6. Stockholders' Equity
Preferred Stock
In September 2013, the Company adopted
an amended and restated certificate of incorporation by which the Company is authorized to issue 5,000,000 shares of preferred
stock with a $0.0001 par value. As of March 31, 2020 and December 31, 2019, there were no shares of preferred stock issued or outstanding.
Common Stock, Stock Split and
Dividend
In September 2013, the Company adopted
an amended and restated certificate of incorporation by which the Company is authorized to issue 195,000,000 shares of common stock
with a $0.0001 par value, which amended and restated certificate of incorporation went effective on October 21, 2013.
In anticipation of the acquisition
of the Company’s common stock by Zosano Pharma and on October 21, 2013, the Company completed a 1-for-200 reverse stock split.
As a result, existing stockholders held an aggregate of 10,027 shares on a post-split basis. All share and per share amounts have
been retroactively restated for the effect of this split.
On October 31, 2013, the Company issued
10,016,973 shares of common stock to Zosano Pharma in exchange for an aggregate cash purchase price of $365,000. Concurrently with
the receipt of the proceeds from the sale of its common stock to Zosano Pharma, the Company declared a dividend of the purchase
price to its stockholders of record immediately prior to the closing of the purchase transaction.
On January 5, 2017, the Company entered
into a Share Exchange Agreement with Essential Element Limited, a British Virgin Islands company (“ESEL”), and Leung
Chi Wah Earnest, the principal shareholder of ESEL, pursuant to which the Company issued an aggregate of 2,005,400 shares of common
stock, or approximately 17% of the issued and outstanding common stock of the Company, to Mr. Leung in exchange for 100% of the
issued and outstanding shares of ESEL. ESEL owns all of the issued and outstanding shares of J.E.M. Capital Limited, a company
organized under the laws of Hong Kong (“JEM Capital”). ESEL and JEM Capital currently have no operations, but include
the corporate structure that the Company believes necessary for the acquisition of assets in Hong Kong and China. ESEL has incurred
material expenses setting up such structure.

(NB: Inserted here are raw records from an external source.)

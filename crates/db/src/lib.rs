//! Typed key-value table adapters.
//!
//! Each table is its own key-value store (a rocksdb directory on disk, or a
//! BTreeMap in memory for tests and simulation) wrapped with typed keys and
//! bincode-encoded values. Key encodings are order-preserving so ordered
//! tables support `first`/`last`/`lower_bound` and forward scans.
//!
//! A per-table write-through toggle supports bulk loading: with write-through
//! off, writes buffer in RAM and scans merge the buffer over the backend;
//! turning it back on flushes the buffer in one batch.

mod error;
mod keys;
mod kv;
mod table;

pub use error::DbError;
pub use keys::TableKey;
pub use kv::KvStore;
pub use table::Table;
//! The fork tree: per-block linkage/validity metadata and the
//! store-and-index insertion algorithm.
//!
//! Every referenced block id has a node. A node whose body has not arrived
//! yet is a placeholder (`is_known == false`) created by the child that
//! referenced it, which keeps insertion order-independent. Linkage and
//! invalidity propagate to descendants by breadth-first walks over
//! `next_blocks`.

use meridian_primitives::{BlockId, BlockRecord, FullBlock};
use serde::{Deserialize, Serialize};
use std::collections::BTreeSet;
use tracing::{debug, warn};

use crate::error::{ChainError, ChainResult};
use crate::store::ChainStore;

/// Fork-tree metadata of one known-or-referenced block id.
#[derive(Debug, Clone, Default, PartialEq, Eq, Serialize, Deserialize)]
pub struct BlockForkData {
    /// Children that reference this block as previous.
    pub next_blocks: BTreeSet<BlockId>,
    /// The block body has been received.
    pub is_known: bool,
    /// A chain of known blocks reaches from here back to genesis.
    pub is_linked: bool,
    /// The block lies on the current main chain.
    pub is_included: bool,
    /// Tri-state validity: unchecked / valid / invalid.
    pub is_valid: Option<bool>,
    /// Reason the block (or an ancestor) was rejected.
    pub invalid_reason: Option<String>,
}

impl BlockForkData {
    /// True once the block has been fully validated and applied.
    pub fn is_valid(&self) -> bool {
        self.is_valid == Some(true)
    }

    /// True if the block or an ancestor was rejected.
    pub fn is_invalid(&self) -> bool {
        self.is_valid == Some(false)
    }

    /// Whether the reorg controller may try switching to this block.
    pub fn can_link(&self) -> bool {
        self.is_linked && !self.is_invalid()
    }
}

impl ChainStore {
    /// Place a block in the fork tree and return the deepest linked
    /// descendant `(id, fork data)`, or the new node itself when it is
    /// not linked.
    ///
    /// Precondition: the block body has not been stored before.
    pub(crate) fn store_and_index(
        &self,
        block_id: BlockId,
        block: &FullBlock,
    ) -> ChainResult<(BlockId, BlockForkData)> {
        debug_assert!(
            !self.block_data.contains(&block_id)?,
            "store_and_index called twice for one block"
        );

        self.block_data.put(&block_id, block)?;
        if self.block_record.get(&block_id)?.is_none() {
            let latency = self.clock.now().saturating_sub(block.header.timestamp);
            self.block_record.put(&block_id, &BlockRecord::new(block, latency))?;
        }

        let mut siblings = self.fetch_blocks_at_number(block.block_num())?;
        if !siblings.contains(&block_id) {
            siblings.push(block_id);
            self.fork_number.put(&block.block_num(), &siblings)?;
        }

        // Tell the parent node about us, creating a placeholder if the
        // parent has never been referenced before.
        let previous = block.header.previous;
        let parent = match self.fork_data.get(&previous)? {
            Some(mut parent) => {
                parent.next_blocks.insert(block_id);
                self.fork_data.put(&previous, &parent)?;
                parent
            }
            None => {
                warn!(target: "chain::fork", parent = %previous, block = %block_id,
                      "previous block unknown, creating placeholder");
                let parent = BlockForkData {
                    next_blocks: BTreeSet::from([block_id]),
                    ..Default::default()
                };
                self.fork_data.put(&previous, &parent)?;
                parent
            }
        };

        match self.fork_data.get(&block_id)? {
            // A placeholder for this block already exists: children arrived
            // first. Keep them, mark the body known.
            Some(mut node) => {
                debug_assert!(!node.is_known && !node.is_linked);
                node.is_known = true;
                if parent.is_linked {
                    node.is_linked = true;
                    if parent.is_invalid() {
                        node.is_valid = Some(false);
                        node.invalid_reason = parent.invalid_reason.clone();
                        self.fork_data.put(&block_id, &node)?;
                        self.propagate_invalidity(
                            &node.next_blocks,
                            parent.invalid_reason.as_deref().unwrap_or("ancestor invalid"),
                        )?;
                        return Ok((block_id, node));
                    }
                    self.fork_data.put(&block_id, &node)?;
                    let children = node.next_blocks.clone();
                    return self.propagate_linkage(&children, block_id, node);
                }
                self.fork_data.put(&block_id, &node)?;
                Ok((block_id, node))
            }
            // First mention of this id: a fresh leaf.
            None => {
                let mut node = BlockForkData { is_known: true, ..Default::default() };
                node.is_linked = parent.is_linked;
                if parent.is_invalid() {
                    node.is_valid = Some(false);
                    node.invalid_reason = parent.invalid_reason.clone();
                }
                self.fork_data.put(&block_id, &node)?;
                Ok((block_id, node))
            }
        }
    }

    /// Breadth-first: mark every transitive descendant linked, tracking the
    /// one with the greatest block number.
    fn propagate_linkage(
        &self,
        children: &BTreeSet<BlockId>,
        start_id: BlockId,
        start_data: BlockForkData,
    ) -> ChainResult<(BlockId, BlockForkData)> {
        let mut deepest_num = self.block_number_of(&start_id)?;
        let mut deepest = (start_id, start_data);

        let mut frontier: BTreeSet<BlockId> = children.clone();
        while !frontier.is_empty() {
            let mut next_frontier = BTreeSet::new();
            for id in &frontier {
                let mut node = self
                    .fork_data
                    .get(id)?
                    .ok_or(ChainError::Inconsistent("fork child without fork data"))?;
                node.is_linked = true;
                next_frontier.extend(node.next_blocks.iter().copied());
                self.fork_data.put(id, &node)?;

                let number = self.block_number_of(id)?;
                if number > deepest_num {
                    deepest_num = number;
                    deepest = (*id, node);
                }
            }
            frontier = next_frontier;
        }
        Ok(deepest)
    }

    /// Breadth-first: mark every transitive descendant invalid with the
    /// ancestor's reason.
    pub(crate) fn propagate_invalidity(
        &self,
        children: &BTreeSet<BlockId>,
        reason: &str,
    ) -> ChainResult<()> {
        let mut frontier: BTreeSet<BlockId> = children.clone();
        while !frontier.is_empty() {
            let mut next_frontier = BTreeSet::new();
            for id in &frontier {
                let mut node = self
                    .fork_data
                    .get(id)?
                    .ok_or(ChainError::Inconsistent("fork child without fork data"))?;
                debug_assert!(!node.is_valid(), "invalidating a validated block");
                node.is_valid = Some(false);
                node.invalid_reason = Some(reason.to_string());
                next_frontier.extend(node.next_blocks.iter().copied());
                self.fork_data.put(id, &node)?;
            }
            frontier = next_frontier;
        }
        Ok(())
    }

    /// Mark a block and all its descendants invalid.
    pub(crate) fn mark_invalid(&self, block_id: &BlockId, reason: &str) -> ChainResult<()> {
        let mut node = self
            .fork_data
            .get(block_id)?
            .ok_or(ChainError::Inconsistent("marking unknown block invalid"))?;
        debug_assert!(!node.is_valid(), "invalidating a validated block");
        node.is_valid = Some(false);
        node.invalid_reason = Some(reason.to_string());
        self.fork_data.put(block_id, &node)?;
        self.propagate_invalidity(&node.next_blocks, reason)
    }

    /// Reset a block and all its descendants to unchecked, so a later
    /// switch re-validates them. Used at open for blocks that arrived from
    /// the future.
    pub(crate) fn mark_unchecked(&self, block_id: &BlockId) -> ChainResult<()> {
        let Some(mut node) = self.fork_data.get(block_id)? else {
            return Ok(());
        };
        debug_assert!(!node.is_valid(), "unchecking a validated block");
        node.is_valid = None;
        node.invalid_reason = None;
        self.fork_data.put(block_id, &node)?;

        let mut frontier = node.next_blocks;
        while !frontier.is_empty() {
            let mut next_frontier = BTreeSet::new();
            for id in &frontier {
                let mut child = self
                    .fork_data
                    .get(id)?
                    .ok_or(ChainError::Inconsistent("fork child without fork data"))?;
                child.is_valid = None;
                child.invalid_reason = None;
                next_frontier.extend(child.next_blocks.iter().copied());
                self.fork_data.put(id, &child)?;
            }
            frontier = next_frontier;
        }
        Ok(())
    }

    /// Flip a node's inclusion flag; inclusion also asserts validity.
    pub(crate) fn mark_included(&self, block_id: &BlockId, included: bool) -> ChainResult<()> {
        let mut node = self
            .fork_data
            .get(block_id)?
            .ok_or(ChainError::Inconsistent("marking unknown block included"))?;
        node.is_included = included;
        if included {
            node.is_valid = Some(true);
        }
        self.fork_data.put(block_id, &node)?;
        Ok(())
    }

    /// Walk `previous` pointers from `block_id` until an included block.
    ///
    /// The last element of the result is the common ancestor already on the
    /// main chain (possibly the zero genesis parent).
    pub(crate) fn get_fork_history(&self, block_id: &BlockId) -> ChainResult<Vec<BlockId>> {
        let mut history = vec![*block_id];
        let mut cursor = *block_id;
        loop {
            let header = self.get_block_header(&cursor)?;
            history.push(header.previous);
            if header.previous.is_zero() {
                debug!(target: "chain::fork", len = history.len(), "fork history reaches genesis");
                return Ok(history);
            }
            let previous = self
                .fork_data
                .get(&header.previous)?
                .ok_or(ChainError::Inconsistent("fork history hit unknown block"))?;
            if !previous.is_linked {
                return Err(ChainError::Inconsistent("fork history hit an unlinked block"));
            }
            if previous.is_included {
                return Ok(history);
            }
            cursor = header.previous;
        }
    }

    fn block_number_of(&self, block_id: &BlockId) -> ChainResult<u64> {
        Ok(self
            .block_record
            .get(block_id)?
            .ok_or(ChainError::UnknownBlock(*block_id))?
            .header
            .block_num)
    }
}
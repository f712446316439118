//! Block headers, full blocks and the derived block record.

use serde::{Deserialize, Serialize};

use crate::crypto::{
    hash160, recover, sha256, sign_digest, CryptoError, Hash160, Hash256, PublicKey, Signature,
};
use crate::encode::packed;
use crate::transaction::SignedTransaction;
use crate::{BlockId, ShareAmount, Timestamp, TransactionId};

/// A signed block header.
///
/// The block id is the content hash of the header with the signature field
/// zeroed, so the id is fixed before signing and the signature can be
/// verified against it.
#[derive(Debug, Clone, Default, PartialEq, Eq, Serialize, Deserialize)]
pub struct SignedBlockHeader {
    /// Id of the parent block; zero for the first block after genesis.
    pub previous: BlockId,
    /// Height of this block; the first produced block has number 1.
    pub block_num: u64,
    /// Production time; always a multiple of the block interval.
    pub timestamp: Timestamp,
    /// Hash of the packed transaction list.
    pub transaction_digest: Hash256,
    /// Reveal of the secret whose hash the producer committed to last round.
    pub previous_secret: Hash160,
    /// Commitment to the secret the producer will reveal next round.
    pub next_secret_hash: Hash160,
    /// Recoverable signature by the slot delegate over [`Self::digest`].
    pub signature: Signature,
}

impl SignedBlockHeader {
    /// Content id: hash of the packed header with an empty signature.
    pub fn id(&self) -> BlockId {
        hash160(&packed(&self.unsigned()))
    }

    /// The digest the producer signs.
    pub fn digest(&self) -> Hash256 {
        sha256(&packed(&self.unsigned()))
    }

    /// Sign the header in place with the producing delegate's key.
    pub fn sign(&mut self, secret: &secp256k1::SecretKey) {
        self.signature = sign_digest(secret, self.digest());
    }

    /// Recover the public key that signed the header.
    pub fn signee(&self) -> Result<PublicKey, CryptoError> {
        recover(self.digest(), &self.signature)
    }

    fn unsigned(&self) -> Self {
        Self { signature: Signature::default(), ..self.clone() }
    }
}

/// A complete block: signed header plus the user transactions it includes.
#[derive(Debug, Clone, Default, PartialEq, Eq, Serialize, Deserialize)]
pub struct FullBlock {
    /// The signed header.
    pub header: SignedBlockHeader,
    /// Included transactions, in application order.
    pub user_transactions: Vec<SignedTransaction>,
}

impl FullBlock {
    /// Content id of the block (the header id).
    pub fn id(&self) -> BlockId {
        self.header.id()
    }

    /// Block height.
    pub fn block_num(&self) -> u64 {
        self.header.block_num
    }

    /// Hash of the packed transaction list.
    pub fn compute_transaction_digest(&self) -> Hash256 {
        sha256(&packed(&self.user_transactions))
    }

    /// True if the header's transaction digest matches the transaction list.
    pub fn validate_digest(&self) -> bool {
        self.header.transaction_digest == self.compute_transaction_digest()
    }

    /// True if no transaction id occurs twice.
    pub fn validate_unique(&self) -> bool {
        let mut seen = std::collections::BTreeSet::new();
        self.user_transactions.iter().all(|trx| seen.insert(trx.id()))
    }

    /// Packed size of the whole block in bytes.
    pub fn block_size(&self) -> usize {
        packed(self).len()
    }
}

/// Persisted per-block statistics, derived at store time and filled in as
/// the block is applied.
#[derive(Debug, Clone, Default, PartialEq, Eq, Serialize, Deserialize)]
pub struct BlockRecord {
    /// The block header this record describes.
    pub header: SignedBlockHeader,
    /// Ids of the included transactions.
    pub user_transaction_ids: Vec<TransactionId>,
    /// Packed size in bytes.
    pub block_size: u64,
    /// Seconds between the block timestamp and its local arrival.
    pub latency: u64,
    /// Wall-clock microseconds spent applying the block.
    pub processing_time_us: u64,
    /// Random seed after this block was applied.
    pub random_seed: Hash160,
    /// New shares issued to the producing delegate.
    pub signee_shares_issued: ShareAmount,
    /// Fee-pool shares credited to the producing delegate.
    pub signee_fees_collected: ShareAmount,
    /// Fee-pool shares destroyed by the pay computation.
    pub signee_fees_destroyed: ShareAmount,
}

impl BlockRecord {
    /// Build the initial record for a freshly stored block.
    pub fn new(block: &FullBlock, latency: u64) -> Self {
        Self {
            header: block.header.clone(),
            user_transaction_ids: block.user_transactions.iter().map(|t| t.id()).collect(),
            block_size: block.block_size() as u64,
            latency,
            ..Default::default()
        }
    }
}

#[cfg(test)]
mod tests {
    use super::*;
    use secp256k1::rand::rngs::OsRng;
    use secp256k1::SECP256K1;

    fn sample_header() -> SignedBlockHeader {
        SignedBlockHeader {
            previous: BlockId::default(),
            block_num: 1,
            timestamp: 1_000,
            transaction_digest: sha256(&packed(&Vec::<SignedTransaction>::new())),
            previous_secret: Hash160::default(),
            next_secret_hash: hash160(b"secret-1"),
            signature: Signature::default(),
        }
    }

    #[test]
    fn id_is_signature_independent() {
        let mut header = sample_header();
        let before = header.id();
        let (secret, _) = SECP256K1.generate_keypair(&mut OsRng);
        header.sign(&secret);
        assert_eq!(header.id(), before);
        assert_eq!(header.signee().unwrap(), crate::crypto::public_key_of(&secret));
    }

    #[test]
    fn digest_validation_catches_tampering() {
        let mut block = FullBlock { header: sample_header(), user_transactions: vec![] };
        assert!(block.validate_digest());
        block.user_transactions.push(SignedTransaction { expiration: 5, ..Default::default() });
        assert!(!block.validate_digest());
    }

    #[test]
    fn duplicate_transactions_fail_uniqueness() {
        let trx = SignedTransaction { expiration: 7, ..Default::default() };
        let block = FullBlock {
            header: sample_header(),
            user_transactions: vec![trx.clone(), trx],
        };
        assert!(!block.validate_unique());
    }
}
//! Balances addressed by their withdraw condition.

use serde::{Deserialize, Serialize};

use crate::crypto::{hash160, Address};
use crate::encode::packed;
use crate::{AssetId, BalanceId, ShareAmount, SlateId, Timestamp};

/// How a balance may be claimed.
#[derive(Debug, Clone, PartialEq, Eq, Serialize, Deserialize)]
pub enum WithdrawClaim {
    /// Claimable at any time by a signature of `owner`.
    Signature {
        /// Address whose signature releases the balance.
        owner: Address,
    },
    /// Claimable by `owner` as the balance vests linearly.
    Vesting {
        /// Address whose signature releases the vested portion.
        owner: Address,
        /// Vesting start.
        start_time: Timestamp,
        /// Seconds over which the original balance vests.
        duration_secs: u64,
        /// Amount placed under vesting at creation.
        original_balance: ShareAmount,
    },
}

/// The full withdraw condition: claim variant plus the asset held and the
/// delegate slate the balance votes for. Balances are content-addressed by
/// the packed encoding of this struct.
#[derive(Debug, Clone, PartialEq, Eq, Serialize, Deserialize)]
pub struct WithdrawCondition {
    /// Asset the balance holds.
    pub asset_id: AssetId,
    /// Slate the balance's shares vote for; 0 votes for nobody.
    pub slate_id: SlateId,
    /// The claim variant.
    pub claim: WithdrawClaim,
}

impl WithdrawCondition {
    /// A plain signature condition.
    pub fn signature(owner: Address, asset_id: AssetId, slate_id: SlateId) -> Self {
        Self { asset_id, slate_id, claim: WithdrawClaim::Signature { owner } }
    }

    /// The balance id this condition addresses.
    pub fn balance_id(&self) -> BalanceId {
        hash160(&packed(self))
    }

    /// The owner address of either claim variant.
    pub fn owner(&self) -> Address {
        match &self.claim {
            WithdrawClaim::Signature { owner } | WithdrawClaim::Vesting { owner, .. } => *owner,
        }
    }
}

/// Provenance of a balance imported from a snapshot of another chain.
#[derive(Debug, Clone, Default, PartialEq, Eq, Serialize, Deserialize)]
pub struct SnapshotRecord {
    /// The address string as it appeared in the snapshot.
    pub original_address: String,
    /// The balance at snapshot time.
    pub original_balance: ShareAmount,
}

/// A balance record. Created on first deposit against its condition;
/// moved to the empty-balance table when it reaches zero.
#[derive(Debug, Clone, PartialEq, Eq, Serialize, Deserialize)]
pub struct BalanceRecord {
    /// The addressing condition.
    pub condition: WithdrawCondition,
    /// Current amount.
    pub balance: ShareAmount,
    /// Last modification time.
    pub last_update: Timestamp,
    /// Set when the balance originated from a genesis snapshot.
    pub snapshot_info: Option<SnapshotRecord>,
}

impl BalanceRecord {
    /// A fresh balance under `condition`.
    pub fn new(condition: WithdrawCondition, balance: ShareAmount, now: Timestamp) -> Self {
        Self { condition, balance, last_update: now, snapshot_info: None }
    }

    /// Content id (the condition's id).
    pub fn id(&self) -> BalanceId {
        self.condition.balance_id()
    }

    /// Asset held.
    pub fn asset_id(&self) -> AssetId {
        self.condition.asset_id
    }

    /// Slate voted for.
    pub fn slate_id(&self) -> SlateId {
        self.condition.slate_id
    }

    /// Owner address.
    pub fn owner(&self) -> Address {
        self.condition.owner()
    }

    /// Amount withdrawable at `now`, honoring vesting.
    pub fn available(&self, now: Timestamp) -> ShareAmount {
        match self.condition.claim {
            WithdrawClaim::Signature { .. } => self.balance,
            WithdrawClaim::Vesting { start_time, duration_secs, original_balance, .. } => {
                let vested = if now <= start_time || duration_secs == 0 {
                    if duration_secs == 0 { original_balance } else { 0 }
                } else {
                    let elapsed = (now - start_time).min(duration_secs);
                    ((original_balance as i128 * elapsed as i128) / duration_secs as i128)
                        as ShareAmount
                };
                let already_withdrawn = original_balance - self.balance;
                (vested - already_withdrawn).clamp(0, self.balance)
            }
        }
    }
}

#[cfg(test)]
mod tests {
    use super::*;
    use crate::crypto::Hash160;

    fn owner() -> Address {
        Address(Hash160([7u8; 20]))
    }

    #[test]
    fn balance_id_is_condition_addressed() {
        let a = WithdrawCondition::signature(owner(), 0, 0);
        let b = WithdrawCondition::signature(owner(), 0, 1);
        assert_ne!(a.balance_id(), b.balance_id());
        assert_eq!(a.balance_id(), WithdrawCondition::signature(owner(), 0, 0).balance_id());
    }

    #[test]
    fn vesting_schedule() {
        let condition = WithdrawCondition {
            asset_id: 0,
            slate_id: 0,
            claim: WithdrawClaim::Vesting {
                owner: owner(),
                start_time: 100,
                duration_secs: 100,
                original_balance: 1_000,
            },
        };
        let record = BalanceRecord::new(condition, 1_000, 100);

        assert_eq!(record.available(100), 0);
        assert_eq!(record.available(150), 500);
        assert_eq!(record.available(200), 1_000);
        assert_eq!(record.available(10_000), 1_000);
    }

    #[test]
    fn vesting_accounts_for_prior_withdrawals() {
        let condition = WithdrawCondition {
            asset_id: 0,
            slate_id: 0,
            claim: WithdrawClaim::Vesting {
                owner: owner(),
                start_time: 0,
                duration_secs: 100,
                original_balance: 1_000,
            },
        };
        // 400 already withdrawn.
        let record = BalanceRecord::new(condition, 600, 0);
        // 50% vested = 500; 400 taken already.
        assert_eq!(record.available(50), 100);
    }
}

On June 21, 2019, the Company passed a unanimous
written consent of the Board of Directors to issue 1,000,000 and 1,000,000 common shares to Mr. MingJing Xia (“Mr. Xia”)
and Mr. Yulong Yang (“Mr. Yang”), respectively. These shares were issued on the same date to Mr. Xia for his service
in the capacity of Chief Financial Officer and Chairperson of the Board, and issued to Mr. Yang for his service in the capacity
of Chief Executive Officer and member of the Board, for their first year’s services commencing from 1 July 2019. Both of
Mr. Xia and Mr. Yang are entitled to a monthly salary of $1,000 during this period. In connection with these stock grants and in
accordance with ASC Topic 718, the Company recognized $6,000 of non-cash stock-based compensation included in general and administrative
expenses on the consolidated statements of operations for the three months ended March 31, 2020.
The Company is authorized to issue 195,000,000
shares of common stock with a $0.0001 par value. As of March 31, 2020 and 31 December, 2019, 14,032,400 shares of common stock
were issued and outstanding.
As of March 31, 2020 and 31 December,
2019, the Company did not have any dilutive securities, such as stock options, warrants or convertible securities, issued or outstanding.